Spacerując wieczorem po cmentarzu i obserwując morze płonących zniczy zastanawiałam się co jest po śmierci. I nie miałam tu na myśli tego co jest "po drugiej stronie", ale to co zostaje po nas TU, na Ziemi. Jak długo przetrwa pamięć po nas? Będą nas pamiętały nasze dzieci, może wnuki, jeśli będziemy mieli dużo szczęścia to może prawnuki i ... tyle. Nikt więcej nie zastanowi się nad tym, że kiedyś tu byliśmy, że mieliśmy jakieś plany, marzenia, że kochaliśmy, że mieliśmy problemy, które były dla nas ważne, a które po latach w ogóle przestały być istotne.
Żyjemy z dnia na dzień myśląc, że mamy przed sobą jeszcze wiele czasu i niektóre sprawy możemy odłożyć na później. Jutro zadzwonię do babci, za tydzień odwiedzę rodziców, za miesiąc spotkam się z przyjaciółmi, dziś nie mam czasu zabrać dzieci na plac zabaw możemy przecież iść jutro. Tylko, że jutra może nie być, może zabraknąć nas albo kogoś z naszych bliskich.

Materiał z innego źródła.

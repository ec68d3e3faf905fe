use std::io::{self, BufRead, Write};

use mealplan::{GoogleProvider, Phase, PlannerConfig, PlannerError, PlannerSession, render};

#[tokio::main]
async fn main() -> Result<(), PlannerError> {
    env_logger::init();

    let config = PlannerConfig::load()?;
    let provider = GoogleProvider::new(&config)?;
    let mut session = PlannerSession::new(provider);

    let stdin = io::stdin();
    let mut lines = stdin.lock().lines();

    println!("{}", render::render_welcome());
    loop {
        if let Some(message) = &session.state.error {
            println!("出错了：{message}");
        }

        print!("> ");
        io::stdout().flush().ok();
        let Some(Ok(line)) = lines.next() else {
            break;
        };
        let input = line.trim();
        if input == "q" {
            break;
        }

        match session.state.phase {
            Phase::Welcome => {
                println!("{}", mealplan::session::MSG_LOADING_RECOMMENDATIONS);
                session.start().await;
                if session.state.phase == Phase::Selection {
                    println!("{}", render::render_selection(&session.state));
                }
            }
            Phase::Selection => match input {
                "r" => {
                    println!("{}", mealplan::session::MSG_LOADING_RECOMMENDATIONS);
                    session.refresh().await;
                    println!("{}", render::render_selection(&session.state));
                }
                "go" => {
                    if session.state.selected.is_empty() {
                        println!("请先至少选择 1 道菜。");
                        continue;
                    }
                    println!("{}", mealplan::session::MSG_LOADING_PLAN);
                    session.confirm_selection().await;
                    if session.state.phase == Phase::Dashboard {
                        print_dashboard(&session);
                    }
                }
                _ => {
                    if let Some(id) = dish_id_for_input(&session, input) {
                        session.toggle_dish(&id);
                        println!("{}", render::render_selection(&session.state));
                    } else {
                        println!("无法识别的输入：{input}");
                    }
                }
            },
            Phase::Planning => {
                // Unreachable interactively; stages complete before prompting
            }
            Phase::Dashboard => match input {
                "1" => println!("{}", render::render_plan(&session.state.plan)),
                "2" => println!(
                    "{}",
                    render::render_shopping_list(&session.state.shopping_list)
                ),
                "3" => println!("{}", render::render_recipes(&session.state.recipes)),
                "restart" => {
                    session.restart();
                    println!("{}", render::render_selection(&session.state));
                }
                _ => println!("输入 1 查看安排，2 查看购物清单，3 查看食谱，restart 重新开始，q 退出。"),
            },
        }
    }

    Ok(())
}

fn print_dashboard(session: &PlannerSession<GoogleProvider>) {
    println!("{}", render::render_plan(&session.state.plan));
    println!("{}", render::render_shopping_list(&session.state.shopping_list));
    println!("{}", render::render_recipes(&session.state.recipes));
    println!("输入 1/2/3 切换视图，restart 重新开始，q 退出。");
}

fn dish_id_for_input(session: &PlannerSession<GoogleProvider>, input: &str) -> Option<String> {
    let index: usize = input.parse().ok()?;
    session
        .state
        .recommendations
        .get(index.checked_sub(1)?)
        .map(|dish| dish.id.clone())
}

Trzeba zawsze starać się żyć tak jakby dzisiejszy dzień był naszym ostatnim.
A jak często my myślimy o zmarłych? Jak wielu przodków ze swojej rodziny znamy chociażby z opowieści?

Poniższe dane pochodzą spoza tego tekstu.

//! Terminal rendering. Pure view plumbing: every function formats a slice
//! of state into a `String` and holds no state of its own.

use crate::model::{DailyPlan, DishType, Recipe, ShoppingCategory};
use crate::state::AppState;

pub fn render_welcome() -> String {
    "周度减脂晚餐规划\n\
     不知道下周吃什么？专为厨艺小白设计，简单食材，健康低脂。\n\
     选择您心仪的菜品，剩下的交给我们。\n\
     \n\
     按回车开始选菜，输入 q 退出。"
        .to_string()
}

pub fn render_selection(state: &AppState) -> String {
    let mut out = String::from("第一步：选择你想吃的（至少选择 1 道菜）\n\n");
    for (index, dish) in state.recommendations.iter().enumerate() {
        let mark = if state.selected.contains(&dish.id) {
            "[x]"
        } else {
            "[ ]"
        };
        out.push_str(&format!(
            "{mark} {:>2}. {} · {} · {}\n      {}\n      图片：{}\n",
            index + 1,
            dish.name,
            dish.tags.join("/"),
            dish.calories,
            dish.description,
            dish.image,
        ));
    }
    out.push_str("\n输入编号切换选择，r 换一批，go 生成计划，q 退出。");
    out
}

pub fn render_plan(plan: &[DailyPlan]) -> String {
    let mut out = String::from("本周晚餐安排\n");
    for day in plan {
        out.push_str(&format!(
            "{}  主菜：{}  配菜：{}\n    {}\n",
            day.day, day.main_dish, day.side_dish, day.reason
        ));
    }
    out
}

pub fn render_shopping_list(list: &[ShoppingCategory]) -> String {
    let mut out = String::from("购物清单\n");
    for category in list {
        out.push_str(&format!("[{}] {}\n", category.category, category.items.join("、")));
    }
    out
}

pub fn render_recipes(recipes: &[Recipe]) -> String {
    if recipes.is_empty() {
        return "暂无食谱，请尝试重新生成。\n".to_string();
    }
    let mut out = String::from("制作步骤\n");
    for recipe in recipes {
        let role = match recipe.dish_type {
            DishType::Main => "主菜",
            DishType::Side => "配菜",
        };
        out.push_str(&format!("\n{}（{}）\n", recipe.dish_name, role));
        out.push_str(&format!("  用料：{}\n", recipe.ingredients.join("、")));
        for (index, step) in recipe.steps.iter().enumerate() {
            out.push_str(&format!("  {}. {}\n", index + 1, step));
        }
        if !recipe.tips.is_empty() {
            out.push_str(&format!("  小贴士：{}\n", recipe.tips));
        }
    }
    out
}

Jakiś czas temu stworzyłam drzewo genealogiczne swojej rodziny. Udało mi się dojść do prapradziadków ze strony taty i praprapradziadków ze strony mamy. Niestety nie udało mi się już odszukać ich rodziców czy rodzeństwa, mimo że przecież kiedyś to byli najbliżsi sobie ludzie. A teraz? Teraz nikt już o nich nie pamięta.

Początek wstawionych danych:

//! Keyword-based dish photo lookup.
//!
//! Generating a photo per dish would be slow and expensive, so dishes are
//! mapped onto a fixed set of stock photos by substring matching on the dish
//! name and tags. Rules are evaluated top to bottom and the first match wins;
//! the order is load-bearing (a dish naming both a fish and a tomato resolves
//! to the fish photo because fish is checked first), so the rules live in a
//! `Vec`, not a map.

const DEFAULT_IMAGE: &str =
    "https://images.unsplash.com/photo-1504674900247-0877df9cc836?auto=format&fit=crop&w=800&q=80";

/// One first-match-wins rule: any trigger substring maps to the image URL.
#[derive(Debug, Clone)]
pub struct ImageRule {
    pub triggers: Vec<String>,
    pub url: String,
}

impl ImageRule {
    fn new(triggers: &[&str], url: &str) -> Self {
        ImageRule {
            triggers: triggers.iter().map(|t| t.to_string()).collect(),
            url: url.to_string(),
        }
    }

    fn matches(&self, haystack: &str) -> bool {
        self.triggers.iter().any(|t| haystack.contains(t.as_str()))
    }
}

/// Ordered photo lookup table. The default catalog carries bilingual
/// (zh/en) triggers; a different locale supplies its own catalog instead
/// of patching match logic.
#[derive(Debug, Clone)]
pub struct ImageCatalog {
    name_rules: Vec<ImageRule>,
    tag_rules: Vec<ImageRule>,
    default_url: String,
}

impl ImageCatalog {
    pub fn new(name_rules: Vec<ImageRule>, tag_rules: Vec<ImageRule>, default_url: String) -> Self {
        ImageCatalog {
            name_rules,
            tag_rules,
            default_url,
        }
    }

    /// Resolve a representative photo for a dish. Pure; identical inputs
    /// always resolve to the identical URL.
    pub fn resolve(&self, name: &str, tags: &[String]) -> &str {
        let name = name.to_lowercase();
        for rule in &self.name_rules {
            if rule.matches(&name) {
                return &rule.url;
            }
        }

        let tags = tags.join(" ").to_lowercase();
        for rule in &self.tag_rules {
            if rule.matches(&tags) {
                return &rule.url;
            }
        }

        &self.default_url
    }
}

impl Default for ImageCatalog {
    fn default() -> Self {
        let unsplash = |id: &str| {
            format!(
                "https://images.unsplash.com/{}?auto=format&fit=crop&w=800&q=80",
                id
            )
        };
        let rule = |triggers: &[&str], id: &str| ImageRule::new(triggers, &unsplash(id));

        ImageCatalog {
            name_rules: vec![
                rule(&["鱼", "fish"], "photo-1519708227418-c8fd9a32b7a2"),
                rule(&["虾", "shrimp"], "photo-1565557623262-b51c2513a641"),
                rule(&["牛", "beef"], "photo-1558030006-450675393462"),
                rule(&["排骨", "肉", "pork", "红烧"], "photo-1608620888949-055f17a94b46"),
                rule(&["鸡", "chicken"], "photo-1610057099443-fde8c4d29f92"),
                rule(&["鸭", "duck"], "photo-1532258848416-29e2f470550f"),
                rule(&["豆腐", "tofu"], "photo-1546069901-ba9599a7e63c"),
                rule(&["蛋", "egg"], "photo-1524855470716-41712a32c25a"),
                rule(&["汤", "soup"], "photo-1547592166-23acbe3a624b"),
                rule(&["面", "noodle"], "photo-1552611052-33e04de081de"),
                rule(&["西红柿", "番茄", "tomato"], "photo-1592187270271-9a4b84faa228"),
                rule(&["土豆", "potato"], "photo-1518977676601-b53f82a6b6dc"),
            ],
            tag_rules: vec![
                rule(&["salad", "凉拌"], "photo-1512621776951-a57141f2eefd"),
                rule(&["spicy", "辣"], "photo-1563245372-f21724e3856d"),
                rule(&["braised", "炖"], "photo-1473093226795-af9932fe5856"),
            ],
            default_url: DEFAULT_IMAGE.to_string(),
        }
    }
}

Żyjemy, staramy się przeżyć życie jak najlepiej a później i tak wszyscy o nas zapomną. Jedyne co ma szansę przetrwać to wartości jakie przekazujemy naszym dzieciom i nadzieja, że one przekażą je następnym pokoleniom tak jak nasi przodkowie przekazali nam.
Co ja bym chciała przekazać swoim dzieciom:
- dobroć - aby były dobre dla innych i traktowały wszystkich tak jakbyś same chciałyby być traktowane
- uczciwość - nie tylko wobec innych, ale także wobec siebie
- ciekawość świata
P.S. Ostatnio chciałam dopisać do drzewa genealogicznego swoje dzieci i okazało się, że zniknęło ono z mojego laptopa. Nie mam pojęcia jak to się stało, ale muszę poświęcić kiedyś znów kilka wieczorów i spróbować je odtworzyć.
Ja nad drzewem kiedyś siedziałam, pracochłonna robota, odnośnie święta zmarłych zawsze ma ten swój urok i głównie chodzimy wieczorową porą.